A scrapbooked Facebook feed reveals an alternate future designed by an art hacker, a journalist, a sociologist, and a comedian.
Where did the idea come from?
Well, for a while there I maintained a conceptual Tumblr blog called The Printed Internet. Earlier this year Adrian Chen emailed me about maybe expanding its gimmick into a full-fledged Carnival of Gimmickry (not his words), as part of a larger project he was starting called Useless Press.

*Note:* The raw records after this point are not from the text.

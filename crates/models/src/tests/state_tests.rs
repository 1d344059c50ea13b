use std::thread::sleep;
use std::time::Duration;

use serde_json::{json, Value};

use super::dict;
use crate::base::{isoformat, now};
use crate::store::memory::MemoryStore;
use crate::{Entity, Model, ModelError, ObjectStore, Persist, State};

#[test]
fn fresh_state_has_class_name_and_string_id() {
    let st = State::fresh();
    assert_eq!(st.class_name(), "State");
    assert!(uuid::Uuid::parse_str(st.id()).is_ok());
    assert_eq!(st.base().created_at, st.base().updated_at);
}

#[test]
fn created_state_is_registered() {
    let mut store = MemoryStore::default();
    let st = State::create(&mut store);
    let key = format!("State.{}", st.borrow().id());
    assert!(store.all().contains_key(&key));

    st.borrow_mut().set_name("Utah");
    assert_eq!(store.all()[&key].borrow().to_dict(), st.borrow().to_dict());
}

#[test]
fn fresh_state_is_not_registered() {
    let store = MemoryStore::default();
    let _st = State::fresh();
    assert!(store.all().is_empty());
}

#[test]
fn name_defaults_to_empty_and_stays_out_of_dict() {
    let mut st = State::fresh();
    assert_eq!(st.name(), "");
    assert!(!st.to_dict().contains_key("name"));

    st.set_name("California");
    assert_eq!(st.name(), "California");
    assert_eq!(st.to_dict()["name"], json!("California"));
}

#[test]
fn two_states_have_unique_ids() {
    assert_ne!(State::fresh().id(), State::fresh().id());
}

#[test]
fn sequential_states_have_increasing_timestamps() {
    let first = State::fresh();
    sleep(Duration::from_millis(50));
    let second = State::fresh();
    assert!(first.base().created_at < second.base().created_at);
    assert!(first.base().updated_at < second.base().updated_at);
}

#[test]
fn display_shows_raw_attributes() {
    let dt = now();
    let mut st = State::fresh();
    st.base_mut().id = "123456".into();
    st.base_mut().created_at = dt;
    st.base_mut().updated_at = dt;

    let text = st.to_string();
    assert!(text.starts_with("[State] (123456) "));
    assert!(text.contains("\"id\": \"123456\""));
    assert!(text.contains(&format!("\"created_at\": {dt:?}")));
    assert!(text.contains(&format!("\"updated_at\": {dt:?}")));
    assert!(!text.contains("__class__"));
}

#[test]
fn rehydrates_from_dict() -> Result<(), ModelError> {
    let dt = now();
    let iso = isoformat(&dt);
    let st = State::from_dict(&dict(json!({ "id": "345", "created_at": iso, "updated_at": iso })))?;
    assert_eq!(st.id(), "345");
    assert_eq!(st.base().created_at, dt);
    assert_eq!(st.base().updated_at, dt);
    Ok(())
}

#[test]
fn rehydrating_with_null_fields_is_a_type_error() {
    let err = State::from_dict(&dict(json!({ "id": null, "created_at": null, "updated_at": null }))).unwrap_err();
    assert!(matches!(err, ModelError::Type(_)));
}

#[test]
fn to_dict_feeds_back_into_from_dict() -> Result<(), ModelError> {
    let mut st = State::fresh();
    st.set_name("Nevada");
    let copy = State::from_dict(&st.to_dict())?;
    assert_eq!(copy, st);
    Ok(())
}

#[test]
fn save_refreshes_updated_at_and_writes_snapshot() -> Result<(), ModelError> {
    let mut store = MemoryStore::default();
    let st = State::create(&mut store);
    sleep(Duration::from_millis(50));
    let first = st.borrow().base().updated_at;

    st.save(&mut store)?;
    let second = st.borrow().base().updated_at;
    assert!(first < second);

    sleep(Duration::from_millis(50));
    st.save(&mut store)?;
    assert!(second < st.borrow().base().updated_at);
    assert!(st.borrow().base().created_at < second);
    assert_eq!(store.saves, 2);

    let saved = store.saved().expect("snapshot written");
    assert_eq!(saved[&st.borrow().key()], Value::Object(st.borrow().to_dict()));
    Ok(())
}

#[test]
fn saving_one_state_writes_unsaved_changes_of_others() -> Result<(), ModelError> {
    let mut store = MemoryStore::default();
    let a = State::create(&mut store);
    let b = State::create(&mut store);
    a.borrow_mut().set_name("California");
    b.save(&mut store)?;

    let saved = store.saved().expect("snapshot written");
    assert_eq!(saved[&a.borrow().key()]["name"], json!("California"));
    Ok(())
}

#[test]
fn reassigned_id_keeps_a_single_record() -> Result<(), ModelError> {
    let mut store = MemoryStore::default();
    let st = State::create(&mut store);
    st.borrow_mut().base_mut().id = "123456".into();
    st.save(&mut store)?;

    let keys: Vec<&String> = store.all().keys().collect();
    assert_eq!(keys, vec!["State.123456"]);
    let saved = store.saved().expect("snapshot written");
    assert_eq!(saved.len(), 1);
    assert_eq!(saved["State.123456"]["id"], json!("123456"));
    Ok(())
}

#[test]
fn reassigned_id_is_rekeyed_when_another_object_saves() -> Result<(), ModelError> {
    let mut store = MemoryStore::default();
    let st = State::create(&mut store);
    let other = State::create(&mut store);
    st.borrow_mut().base_mut().id = "654321".into();
    other.save(&mut store)?;

    assert_eq!(store.all().len(), 2);
    assert!(store.all().contains_key("State.654321"));
    assert!(store.saved().expect("snapshot written").contains_key("State.654321"));
    Ok(())
}

#[test]
fn save_fails_while_the_state_is_borrowed() {
    let mut store = MemoryStore::default();
    let st = State::create(&mut store);
    let _reader = st.borrow();
    assert!(matches!(st.save(&mut store), Err(ModelError::Borrowed(_))));
    assert_eq!(store.saves, 0);
}

#[test]
fn store_save_fails_while_an_object_is_mutably_borrowed() {
    let mut store = MemoryStore::default();
    let st = State::create(&mut store);
    let _writer = st.borrow_mut();
    assert!(matches!(store.save(), Err(ModelError::Borrowed(_))));
}

#[test]
fn to_dict_output_is_exact() {
    let dt = now();
    let mut st = State::fresh();
    st.base_mut().id = "123456".into();
    st.base_mut().created_at = dt;
    st.base_mut().updated_at = dt;

    let expected = dict(json!({
        "id": "123456",
        "__class__": "State",
        "created_at": isoformat(&dt),
        "updated_at": isoformat(&dt),
    }));
    assert_eq!(st.to_dict(), expected);
}

#[test]
fn to_dict_contains_added_attributes() -> Result<(), ModelError> {
    let mut st = State::fresh();
    st.base_mut().set("middle_name", "Alx")?;
    st.base_mut().set("my_number", 98)?;
    assert_eq!(st.base().get("middle_name"), Some(&json!("Alx")));
    assert_eq!(st.to_dict()["my_number"], json!(98));
    Ok(())
}

#[test]
fn to_dict_timestamps_are_strings() {
    let d = State::fresh().to_dict();
    assert!(d["id"].is_string());
    assert!(d["created_at"].is_string());
    assert!(d["updated_at"].is_string());
    assert_eq!(d["__class__"], json!("State"));
}

#[test]
fn to_dict_differs_from_raw_attributes() {
    let st = State::fresh();
    assert_ne!(&st.to_dict(), st.base().attributes());
}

Pretty much from the start the idea was to make a near-future Facebook. The difference was that originally Zuckerberg had actually died (versus fled), leaving his eight brothers to jostle for control of the company, per Zuckerberg’s will. And so I ended up spending hours and hours writing sentences like “they say Zuckerbergs can’t be tamed—that their very DNA forces them to pursue fast-paced lives of boozing and meaningless sex. Well, tell that to Bertram Zuckerberg,” or “[Seamus is] just your average down-home country Zuckerberg,” etc. Eventually the interlocking histories and feuds of this Zuckerberg clan became so complex, and so untethered from any kind of satirical ‘point,’ that it seemed wise to just abandon the concept entirely. But one of the brothers—a straight-shooting, sense-lacking Texas mattress magnate—became Buck Calhoun, Zuckerberg’s replacement as CEO in the finished version.
By the way, you know those Art of Fiction interviews? This is what I imagine they’d sound like: If The Paris Review took a break from interviewing eminent novelists to chat up the least-stable-looking person on the McDonald’s bathroom line.
Did an interview with Vice’s Creators Project, about The Data Drive. (Is it gauche to post this stuff? Let me have this, come on.)